The age distribution was 793 people (31.8%) under the age of 18, 302 people (12.1%) aged 18 to 24, 631 people (25.3%) aged 25 to 44, 528 people (21.1%) aged 45 to 64, and 243 people (9.7%) who were 65 or older. The median age was 29.7 years. For every 100 females, there were 101.0 males. For every 100 females age 18 and over, there were 96.5 males.

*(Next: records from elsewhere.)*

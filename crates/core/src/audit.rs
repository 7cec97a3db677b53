//! Audit trail for approval decisions and rule administration.
//!
//! Each event carries a typed [`AuditDetail`]; its variant fixes the event
//! type, category and outcome so emitters cannot disagree on them.

use std::sync::{Arc, Mutex};

use chrono::{DateTime, Utc};
use serde::{Deserialize, Serialize};
use uuid::Uuid;

use crate::approvals::{ConfigurationInconsistency, DecisionError, DecisionPath};
use crate::domain::expense::{ApprovalAction, ExpenseId, ExpenseStatus};
use crate::domain::identity::OrganizationId;
use crate::domain::rule::{ApprovalRule, RuleId, RuleType};

#[derive(Clone, Copy, Debug, PartialEq, Eq, Serialize, Deserialize)]
pub enum AuditCategory {
    Decision,
    RuleAdministration,
    Persistence,
}

#[derive(Clone, Copy, Debug, PartialEq, Eq, Serialize, Deserialize)]
pub enum AuditOutcome {
    Success,
    Rejected,
    Failed,
}

/// Why a decision was turned away before anything was written.
#[derive(Clone, Copy, Debug, PartialEq, Eq, Serialize, Deserialize)]
#[serde(rename_all = "snake_case")]
pub enum RefusalReason {
    AlreadyProcessed,
    AuthorizationDenied,
    ManagerApprovalRequired,
    InvalidTransition,
}

impl From<&DecisionError> for RefusalReason {
    fn from(error: &DecisionError) -> Self {
        match error {
            DecisionError::AlreadyProcessed { .. } => Self::AlreadyProcessed,
            DecisionError::AuthorizationDenied { .. } => Self::AuthorizationDenied,
            DecisionError::ManagerApprovalRequired { .. } => Self::ManagerApprovalRequired,
            DecisionError::InvalidTransition { .. } => Self::InvalidTransition,
        }
    }
}

impl RefusalReason {
    pub fn as_str(&self) -> &'static str {
        match self {
            Self::AlreadyProcessed => "already_processed",
            Self::AuthorizationDenied => "authorization_denied",
            Self::ManagerApprovalRequired => "manager_approval_required",
            Self::InvalidTransition => "invalid_transition",
        }
    }
}

#[derive(Clone, Debug, PartialEq, Eq, Serialize, Deserialize)]
pub struct RuleSummary {
    pub rule_id: RuleId,
    pub organization_id: OrganizationId,
    pub rule_type: RuleType,
    pub is_active: bool,
}

impl From<&ApprovalRule> for RuleSummary {
    fn from(rule: &ApprovalRule) -> Self {
        Self {
            rule_id: rule.id.clone(),
            organization_id: rule.organization_id.clone(),
            rule_type: rule.rule_type(),
            is_active: rule.is_active,
        }
    }
}

#[derive(Clone, Debug, PartialEq, Eq, Serialize, Deserialize)]
#[serde(tag = "event_type")]
pub enum AuditDetail {
    #[serde(rename = "approval.decision_recorded")]
    DecisionRecorded {
        action: ApprovalAction,
        path: DecisionPath,
        from: ExpenseStatus,
        to: ExpenseStatus,
        step: u32,
        /// Rule that settled the evaluation, when rules ran and one did.
        decided_by: Option<RuleId>,
        attempts: u32,
    },
    #[serde(rename = "approval.decision_refused")]
    DecisionRefused { reason: RefusalReason, message: String },
    #[serde(rename = "approval.decision_persist_failed")]
    DecisionPersistFailed { attempts: u32, error: String },
    #[serde(rename = "approval.configuration_inconsistency")]
    ConfigurationInconsistency(ConfigurationInconsistency),
    #[serde(rename = "rule.created")]
    RuleCreated(RuleSummary),
    #[serde(rename = "rule.updated")]
    RuleUpdated(RuleSummary),
    #[serde(rename = "rule.deleted")]
    RuleDeleted { rule_id: RuleId },
    #[serde(rename = "rule.create_refused")]
    RuleCreateRefused { organization_id: OrganizationId, error: String },
}

impl AuditDetail {
    pub fn event_type(&self) -> &'static str {
        match self {
            Self::DecisionRecorded { .. } => "approval.decision_recorded",
            Self::DecisionRefused { .. } => "approval.decision_refused",
            Self::DecisionPersistFailed { .. } => "approval.decision_persist_failed",
            Self::ConfigurationInconsistency(_) => "approval.configuration_inconsistency",
            Self::RuleCreated(_) => "rule.created",
            Self::RuleUpdated(_) => "rule.updated",
            Self::RuleDeleted { .. } => "rule.deleted",
            Self::RuleCreateRefused { .. } => "rule.create_refused",
        }
    }

    pub fn category(&self) -> AuditCategory {
        match self {
            Self::DecisionRecorded { .. }
            | Self::DecisionRefused { .. }
            | Self::ConfigurationInconsistency(_) => AuditCategory::Decision,
            Self::DecisionPersistFailed { .. } => AuditCategory::Persistence,
            Self::RuleCreated(_)
            | Self::RuleUpdated(_)
            | Self::RuleDeleted { .. }
            | Self::RuleCreateRefused { .. } => AuditCategory::RuleAdministration,
        }
    }

    pub fn outcome(&self) -> AuditOutcome {
        match self {
            Self::DecisionRefused { .. } | Self::RuleCreateRefused { .. } => AuditOutcome::Rejected,
            Self::DecisionPersistFailed { .. } | Self::ConfigurationInconsistency(_) => {
                AuditOutcome::Failed
            }
            Self::DecisionRecorded { .. }
            | Self::RuleCreated(_)
            | Self::RuleUpdated(_)
            | Self::RuleDeleted { .. } => AuditOutcome::Success,
        }
    }
}

/// Who is acting, on which claim, under which request.
#[derive(Clone, Debug, PartialEq, Eq, Serialize, Deserialize)]
pub struct AuditContext {
    pub claim_id: Option<ExpenseId>,
    pub correlation_id: String,
    pub actor: String,
}

impl AuditContext {
    pub fn new(
        claim_id: Option<ExpenseId>,
        correlation_id: impl Into<String>,
        actor: impl Into<String>,
    ) -> Self {
        Self { claim_id, correlation_id: correlation_id.into(), actor: actor.into() }
    }

    pub fn record(&self, detail: AuditDetail) -> AuditEvent {
        AuditEvent {
            event_id: Uuid::new_v4().to_string(),
            claim_id: self.claim_id.clone(),
            correlation_id: self.correlation_id.clone(),
            actor: self.actor.clone(),
            category: detail.category(),
            outcome: detail.outcome(),
            detail,
            occurred_at: Utc::now(),
        }
    }
}

#[derive(Clone, Debug, PartialEq, Eq, Serialize, Deserialize)]
pub struct AuditEvent {
    pub event_id: String,
    pub claim_id: Option<ExpenseId>,
    pub correlation_id: String,
    pub actor: String,
    pub category: AuditCategory,
    pub outcome: AuditOutcome,
    pub detail: AuditDetail,
    pub occurred_at: DateTime<Utc>,
}

impl AuditEvent {
    pub fn event_type(&self) -> &'static str {
        self.detail.event_type()
    }
}

pub trait AuditSink: Send + Sync {
    fn emit(&self, event: AuditEvent);
}

#[derive(Clone, Default)]
pub struct InMemoryAuditSink {
    events: Arc<Mutex<Vec<AuditEvent>>>,
}

impl InMemoryAuditSink {
    pub fn events(&self) -> Vec<AuditEvent> {
        match self.events.lock() {
            Ok(events) => events.clone(),
            Err(poisoned) => poisoned.into_inner().clone(),
        }
    }

    pub fn events_of_type(&self, event_type: &str) -> Vec<AuditEvent> {
        self.events().into_iter().filter(|event| event.event_type() == event_type).collect()
    }
}

impl AuditSink for InMemoryAuditSink {
    fn emit(&self, event: AuditEvent) {
        match self.events.lock() {
            Ok(mut events) => events.push(event),
            Err(poisoned) => poisoned.into_inner().push(event),
        }
    }
}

There were 680 housing units at an average density of 336.2 /sqmi, of which 639 were occupied, 426 (66.7%) by the owners and 213 (33.3%) by renters. The homeowner vacancy rate was 1.6%; the rental vacancy rate was 3.2%. 1,617 people (64.8% of the population) lived in owner-occupied housing units and 869 people (34.8%) lived in rental housing units.

==Education==
It is in the Caruthers Unified School District.

==Caruthers fair==
Well-known events in the area include the Caruthers District Fair. It was started in 1923, after some hesitation by community members as work and expenses increased. One of the first programs at the fair involved a football game between Caruthers and Fresno State. Caruthers lost 41–0. In early years, the fair hosted races on sheep. Every year a fair queen is chosen, who is selected based on ticket sales. A group of girls sell them during the summer to support the fair.